I finished up Hidden Figures by Margot Lee Shetterly and am just about done with All Our Wrong Todays by Elan Mastai and deciding what to start next (Do I read The Misadventures of an Awkward Black Girl by Issa Rae? Sing, Unburied, Sing by Jesmyn Ward? Invasive by Chuck Wendig? Something else entirely?) I'm also still listening to Order of the Phoenix but for some reason chapters 11-14 are not loading properly, which is a PAIN.

Still more of the same (My Fav Murder, How Did This Get Made?, Oh Witch Please). I haven't started it yet, but I did subscribe to the podcast Can He Do That? which is from the Washington Post about Tr*mp. I haven't listened yet because for the most part podcasts are my lighthearted escape (yes, even when I listen to Stuff You Missed in History or Freakonomics or Serial) and this just seems like it will be a stress causer. BUT it also seems like something I should know about.

Also, I was listening to My Fav Murder at work when someone snuck up on me and asked what I was listening to. Since he caught me off guard I didn't think to make up something else and just sheepishly said "Oh, um, well, it's My Favorite Murder. So. Yeah." Luckily he was fairly cool with this and we talked about some other podcasts and I didn't get an email for HR or something. 

As I predicted last week, I'd probably spend the week listening to the Book of Mormon soundtrack and yup, that's what I did. Current fav song from the show, "You and Me (But Mostly Me)" because I heart songs by pompous people (What's up, "Popular" from Wicked.)
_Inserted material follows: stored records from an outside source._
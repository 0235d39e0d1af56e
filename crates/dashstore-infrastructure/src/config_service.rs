//! Configuration service implementation.
//!
//! Loads the runner configuration from `config.toml`
//! (`~/.config/dashstore/config.toml` unless a path is given).

use crate::migration::DEFAULT_MARKER_KEY;
use crate::paths::DashStorePaths;
use dashstore_core::error::{DashStoreError, Result};
use serde::{Deserialize, Serialize};
use std::fs;
use std::path::{Path, PathBuf};
use std::sync::{Arc, RwLock};

/// Runner configuration. Every field is optional in the file.
#[derive(Debug, Clone, PartialEq, Eq, Serialize, Deserialize)]
#[serde(default)]
pub struct StoreConfig {
    /// Location of the JSON store. `None` resolves to the platform data dir.
    pub store_path: Option<PathBuf>,
    /// Reserved key holding the migration marker.
    pub marker_key: String,
    /// `tracing` filter used when `RUST_LOG` is unset.
    pub log_filter: String,
}

impl Default for StoreConfig {
    fn default() -> Self {
        Self {
            store_path: None,
            marker_key: DEFAULT_MARKER_KEY.to_string(),
            log_filter: "info".to_string(),
        }
    }
}

impl StoreConfig {
    /// Parses a config document.
    pub fn from_toml_str(content: &str) -> Result<Self> {
        let config: StoreConfig = toml::from_str(content)?;
        if config.marker_key.trim().is_empty() {
            return Err(DashStoreError::config("marker_key must not be empty"));
        }
        Ok(config)
    }

    /// Returns the configured store path, or the platform default.
    pub fn resolved_store_path(&self) -> Result<PathBuf> {
        match &self.store_path {
            Some(path) => Ok(path.clone()),
            None => Ok(DashStorePaths::store_file()?),
        }
    }
}

/// Configuration service that loads and caches the runner configuration.
#[derive(Debug, Clone)]
pub struct ConfigService {
    path: PathBuf,
    /// Cached configuration loaded from file.
    config: Arc<RwLock<Option<StoreConfig>>>,
}

impl ConfigService {
    /// Creates a service reading the default config file.
    pub fn new() -> Result<Self> {
        Ok(Self::with_path(DashStorePaths::config_file()?))
    }

    /// Creates a service reading `path`.
    pub fn with_path(path: impl Into<PathBuf>) -> Self {
        Self {
            path: path.into(),
            config: Arc::new(RwLock::new(None)),
        }
    }

    pub fn path(&self) -> &Path {
        &self.path
    }

    /// Returns the configuration, loading it from file on first access.
    ///
    /// A missing file yields the defaults.
    ///
    /// # Errors
    ///
    /// Returns a `Config` error if the file exists but cannot be read or
    /// parsed.
    pub fn get_config(&self) -> Result<StoreConfig> {
        {
            let read_lock = self.config.read().unwrap_or_else(|e| e.into_inner());
            if let Some(cached) = read_lock.as_ref() {
                return Ok(cached.clone());
            }
        }

        let loaded = Self::load_config(&self.path)?;

        let mut write_lock = self.config.write().unwrap_or_else(|e| e.into_inner());
        *write_lock = Some(loaded.clone());

        Ok(loaded)
    }

    /// Invalidates the cache, forcing a reload on next access.
    pub fn invalidate_cache(&self) {
        let mut write_lock = self.config.write().unwrap_or_else(|e| e.into_inner());
        *write_lock = None;
    }

    fn load_config(path: &Path) -> Result<StoreConfig> {
        if !path.exists() {
            tracing::debug!(path = %path.display(), "No config file; using defaults");
            return Ok(StoreConfig::default());
        }

        let content = fs::read_to_string(path).map_err(|e| {
            DashStoreError::config(format!("Failed to read {}: {}", path.display(), e))
        })?;

        StoreConfig::from_toml_str(&content).map_err(|e| {
            DashStoreError::config(format!("Invalid config {}: {}", path.display(), e))
        })
    }
}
Thursday, February 16, 2017

Unfamiliar Fishes: A painful tale of native loss combined with an idealistic multiethnic saga

Back in December I went to Hawai'i for my first time. So how could I not get a copy of Vowell's Unfamiliar Fishes to read while there? It would have been ridiculous not to. Ridiculous, I say!
For those unfamiliar with Vowell, what are you doing with your life?* Haha I kid (kinda). Vowell writes about American history with snark and wit and hilarity, which is all I ask for in a history book. Most books, really.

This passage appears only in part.